Lee, the Mount Sinai spokesperson, said when asked about the accounts: “We support the rights of all of the Elmhurst residents to strike and have never utilized any tactic meant to intimidate or discourage them from exercising their rights, no matter what their immigration status is.”
In the hours leading up to the strike, the union filed two unfair labor practice charges against management with the federal National Labor Relations Board. One alleges that Mount Sinai engaged in impermissible “direct dealing” with the residents rather than speaking only with their union’s bargaining committee and negotiators.
On Monday, the union filed another charge against Mount Sinai for allegedly calling police officers to remove picketing doctors from the public sidewalk in front of the hospital. The police eventually left without making arrests, a union official said.
“We had no involvement and we’re not aware at all of any NYPD presence,” Lee told THE CITY.

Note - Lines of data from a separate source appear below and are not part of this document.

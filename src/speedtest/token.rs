//! Scrapes the speed-test authorization token out of fast.com's client-side script.
//!
//! Flow:
//! 1. Fetch the fast.com homepage (skipped when a script URL is configured)
//! 2. Find the `<script src="/app-<hex>.js">` element
//! 3. Fetch that script
//! 4. Extract the token from `token:"<value>",urlCount`
//!
//! The markup is minified third-party code with no stability guarantee. Any step that
//! fails to find what it expects is reported as [LocatorError::TokenNotFound].

use crate::speedtest::common::{fetch_body, remove_trailing_slash, RetryPolicy};
use crate::LocatorError;
use lazy_static::lazy_static;
use regex::Regex;
use scraper::{Html, Selector};
use tracing::debug;

lazy_static! {
    static ref TOKEN_PATTERN: Regex =
        Regex::new(r#"token:\s*"([^"]+)"\s*,\s*urlCount"#).expect("invalid regex pattern");
    static ref LOOSE_TOKEN_PATTERN: Regex =
        Regex::new(r#"token:\s*"([^"]+)""#).expect("invalid regex pattern");
    static ref APP_SCRIPT_PATTERN: Regex =
        Regex::new(r"(^|/)app-[0-9a-fA-F]+\.js$").expect("invalid regex pattern");
}

/// Extract the token from the body of the fast.com app script.
///
/// The `token:"...",urlCount` shape is preferred; a bare `token:"..."` is accepted as a
/// fallback since the property order is not something fast.com promises.
pub fn extract_token(script: &str) -> Result<String, LocatorError> {
    if let Some(cap) = TOKEN_PATTERN.captures(script) {
        return Ok(cap[1].to_string());
    }
    if let Some(cap) = LOOSE_TOKEN_PATTERN.captures(script) {
        debug!("token found without trailing urlCount property");
        return Ok(cap[1].to_string());
    }
    Err(LocatorError::TokenNotFound(format!(
        "no token:\"...\" pattern in {} bytes of script",
        script.len()
    )))
}

/// Find the path of the fast.com app script in the homepage HTML.
pub fn find_script_path(html: &str) -> Option<String> {
    let document = Html::parse_document(html);
    let selector = Selector::parse("script[src]").expect("invalid selector");
    document
        .select(&selector)
        .filter_map(|elem| elem.value().attr("src"))
        .find(|src| APP_SCRIPT_PATTERN.is_match(src))
        .map(|src| src.to_string())
}

/// Turn a script `src` attribute into an absolute URL.
pub(crate) fn script_url(base_url: &str, src: &str) -> String {
    if src.starts_with("http://") || src.starts_with("https://") {
        src.to_string()
    } else if let Some(rest) = src.strip_prefix("//") {
        format!("https://{}", rest)
    } else {
        format!(
            "{}/{}",
            remove_trailing_slash(base_url),
            src.trim_start_matches('/')
        )
    }
}

/// Obtain a fresh token.
///
/// # Arguments
///
/// * `fast_com_url`: homepage used to discover the app script
/// * `fixed_script_url`: fetch this script directly instead of discovering it
pub async fn fetch_token(
    client: &reqwest::Client,
    fast_com_url: &str,
    fixed_script_url: Option<&str>,
    policy: &RetryPolicy,
) -> Result<String, LocatorError> {
    let url = match fixed_script_url {
        Some(url) => url.to_string(),
        None => {
            debug!("fetching fast.com homepage {}", fast_com_url);
            let html = fetch_body(client, fast_com_url, policy)
                .await
                .map_err(|e| LocatorError::TokenFetchError(format!("{}: {}", fast_com_url, e)))?;
            let src = find_script_path(&html).ok_or_else(|| {
                LocatorError::TokenNotFound(format!(
                    "no app-*.js script element on {}",
                    fast_com_url
                ))
            })?;
            script_url(fast_com_url, &src)
        }
    };

    debug!("fetching token script {}", url);
    let script = fetch_body(client, &url, policy)
        .await
        .map_err(|e| LocatorError::TokenFetchError(format!("{}: {}", url, e)))?;
    let token = extract_token(&script)?;
    debug!(
        "extracted token {}...",
        token.chars().take(8).collect::<String>()
    );
    Ok(token)
}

Those charges follow ones this past December, and again in February, alleging that Mount Sinai “refused to bargain in good faith with the union,” which remain under investigation by the board.
Meanwhile, non-union clinicians have been pulled in to cover striking doctors’ shifts. At Elmhurst’s psychiatric unit, Health + Hospitals deployed psychology interns to cover shifts for psychiatric residents, according to a source who spoke on the condition of anonymity. Those clinicians — graduate students who do clinical work as part of their training — are not able or qualified to give out prescriptions.
At the rally, doctors led chants of “Equal pay for equal work!”
They were joined by colleagues at Mount Sinai Morningside and West, who gathered outside their Manhattan hospitals last month to voice their own concerns about pay and working conditions.